Show every line of the records below that contains the word "Some".

Top of EXERCISE DATA

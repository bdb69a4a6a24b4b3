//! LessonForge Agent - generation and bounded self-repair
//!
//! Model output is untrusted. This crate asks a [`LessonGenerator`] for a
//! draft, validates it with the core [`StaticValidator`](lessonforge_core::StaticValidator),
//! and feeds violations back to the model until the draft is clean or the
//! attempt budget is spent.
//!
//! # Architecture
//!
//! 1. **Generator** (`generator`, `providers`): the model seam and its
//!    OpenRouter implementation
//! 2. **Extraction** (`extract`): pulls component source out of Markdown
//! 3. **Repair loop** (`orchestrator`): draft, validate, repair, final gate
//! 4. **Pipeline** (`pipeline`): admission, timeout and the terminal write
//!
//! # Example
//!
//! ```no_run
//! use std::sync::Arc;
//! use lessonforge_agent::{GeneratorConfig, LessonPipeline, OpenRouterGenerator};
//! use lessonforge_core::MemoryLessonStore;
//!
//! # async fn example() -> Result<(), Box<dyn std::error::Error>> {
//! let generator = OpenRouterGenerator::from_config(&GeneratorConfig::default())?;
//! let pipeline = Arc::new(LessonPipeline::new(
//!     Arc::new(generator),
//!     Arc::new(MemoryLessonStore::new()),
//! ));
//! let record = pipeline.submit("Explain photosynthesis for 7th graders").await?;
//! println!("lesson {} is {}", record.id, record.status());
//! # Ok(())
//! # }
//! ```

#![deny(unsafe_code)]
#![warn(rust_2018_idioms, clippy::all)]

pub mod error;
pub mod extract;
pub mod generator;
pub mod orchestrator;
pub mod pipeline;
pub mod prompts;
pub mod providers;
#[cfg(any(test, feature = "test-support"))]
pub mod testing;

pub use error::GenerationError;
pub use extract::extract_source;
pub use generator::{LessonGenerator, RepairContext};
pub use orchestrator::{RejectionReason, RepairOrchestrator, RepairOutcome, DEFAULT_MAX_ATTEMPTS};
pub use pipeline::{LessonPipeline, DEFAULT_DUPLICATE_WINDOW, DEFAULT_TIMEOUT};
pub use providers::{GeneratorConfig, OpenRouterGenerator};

Bottom of EXERCISE DATA
Top of EXERCISE DATA

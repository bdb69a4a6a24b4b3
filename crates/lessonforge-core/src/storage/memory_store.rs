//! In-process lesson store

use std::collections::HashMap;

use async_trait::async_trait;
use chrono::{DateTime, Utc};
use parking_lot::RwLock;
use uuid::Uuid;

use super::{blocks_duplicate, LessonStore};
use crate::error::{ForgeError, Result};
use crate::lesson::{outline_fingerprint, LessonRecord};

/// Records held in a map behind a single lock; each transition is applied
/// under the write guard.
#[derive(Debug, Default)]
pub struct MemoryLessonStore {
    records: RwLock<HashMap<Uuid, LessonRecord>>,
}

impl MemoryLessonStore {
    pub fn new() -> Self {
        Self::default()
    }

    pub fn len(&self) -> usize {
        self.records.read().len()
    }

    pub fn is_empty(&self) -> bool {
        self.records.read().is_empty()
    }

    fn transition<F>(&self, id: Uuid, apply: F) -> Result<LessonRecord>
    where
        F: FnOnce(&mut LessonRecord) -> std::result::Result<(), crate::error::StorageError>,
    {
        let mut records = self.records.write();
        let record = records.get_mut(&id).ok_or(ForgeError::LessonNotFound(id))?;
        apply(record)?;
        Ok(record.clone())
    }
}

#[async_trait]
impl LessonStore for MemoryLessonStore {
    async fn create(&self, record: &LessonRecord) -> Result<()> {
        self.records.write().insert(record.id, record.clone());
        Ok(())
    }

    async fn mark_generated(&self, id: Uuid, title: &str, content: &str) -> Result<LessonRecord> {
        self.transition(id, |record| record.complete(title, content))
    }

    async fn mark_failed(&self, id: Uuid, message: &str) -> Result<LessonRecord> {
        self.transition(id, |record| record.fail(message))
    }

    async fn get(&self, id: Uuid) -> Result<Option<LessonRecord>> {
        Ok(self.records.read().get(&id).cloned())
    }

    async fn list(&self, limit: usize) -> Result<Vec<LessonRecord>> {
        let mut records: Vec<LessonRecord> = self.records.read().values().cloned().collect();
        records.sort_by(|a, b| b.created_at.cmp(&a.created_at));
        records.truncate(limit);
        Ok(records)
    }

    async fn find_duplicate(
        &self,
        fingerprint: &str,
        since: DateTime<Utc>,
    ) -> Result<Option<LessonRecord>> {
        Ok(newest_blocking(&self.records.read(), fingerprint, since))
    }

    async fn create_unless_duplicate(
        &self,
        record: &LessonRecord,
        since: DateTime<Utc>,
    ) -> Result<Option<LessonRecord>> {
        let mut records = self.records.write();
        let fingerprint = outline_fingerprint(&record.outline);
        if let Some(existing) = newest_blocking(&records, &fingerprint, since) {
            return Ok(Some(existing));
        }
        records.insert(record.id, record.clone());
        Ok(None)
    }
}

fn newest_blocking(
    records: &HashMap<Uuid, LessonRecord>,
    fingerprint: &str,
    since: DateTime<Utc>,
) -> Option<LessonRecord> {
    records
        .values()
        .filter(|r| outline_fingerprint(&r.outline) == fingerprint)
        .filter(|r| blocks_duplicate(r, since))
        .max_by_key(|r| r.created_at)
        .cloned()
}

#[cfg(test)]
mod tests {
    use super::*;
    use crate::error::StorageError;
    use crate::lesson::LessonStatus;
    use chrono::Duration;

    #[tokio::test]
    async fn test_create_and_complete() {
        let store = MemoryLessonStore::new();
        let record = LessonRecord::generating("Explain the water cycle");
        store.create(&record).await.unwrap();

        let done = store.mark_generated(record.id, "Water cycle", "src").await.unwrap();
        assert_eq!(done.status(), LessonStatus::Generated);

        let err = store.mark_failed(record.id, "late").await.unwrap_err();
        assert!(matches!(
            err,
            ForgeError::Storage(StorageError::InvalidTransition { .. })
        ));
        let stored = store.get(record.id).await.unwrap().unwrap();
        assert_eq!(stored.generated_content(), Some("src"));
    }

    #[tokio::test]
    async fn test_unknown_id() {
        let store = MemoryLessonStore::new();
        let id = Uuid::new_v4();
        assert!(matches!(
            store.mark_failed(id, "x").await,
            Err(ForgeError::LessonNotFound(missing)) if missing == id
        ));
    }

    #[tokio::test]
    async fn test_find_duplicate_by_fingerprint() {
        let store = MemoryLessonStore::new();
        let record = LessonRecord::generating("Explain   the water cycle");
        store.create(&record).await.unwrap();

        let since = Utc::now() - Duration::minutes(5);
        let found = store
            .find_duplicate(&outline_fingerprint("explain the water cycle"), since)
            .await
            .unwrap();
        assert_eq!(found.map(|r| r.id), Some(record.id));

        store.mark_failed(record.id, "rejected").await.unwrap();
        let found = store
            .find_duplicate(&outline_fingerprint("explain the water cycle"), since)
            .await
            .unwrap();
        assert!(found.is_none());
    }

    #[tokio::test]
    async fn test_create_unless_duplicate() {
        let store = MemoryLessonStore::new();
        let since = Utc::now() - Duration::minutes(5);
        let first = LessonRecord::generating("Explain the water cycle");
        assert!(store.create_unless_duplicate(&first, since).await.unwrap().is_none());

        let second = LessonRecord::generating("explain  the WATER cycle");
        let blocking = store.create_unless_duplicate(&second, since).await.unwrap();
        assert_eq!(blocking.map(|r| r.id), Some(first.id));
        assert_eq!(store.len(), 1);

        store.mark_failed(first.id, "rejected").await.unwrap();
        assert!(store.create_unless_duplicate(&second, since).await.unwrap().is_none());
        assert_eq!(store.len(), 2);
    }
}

Bottom of EXERCISE DATA

SOLUTION TO THIS EXERCISE
        if let Some(existing) = newest_blocking(&records, &fingerprint, since) {
            return Ok(Some(existing));
        assert_eq!(stored.generated_content(), Some("src"));
        assert_eq!(found.map(|r| r.id), Some(record.id));
        assert_eq!(blocking.map(|r| r.id), Some(first.id));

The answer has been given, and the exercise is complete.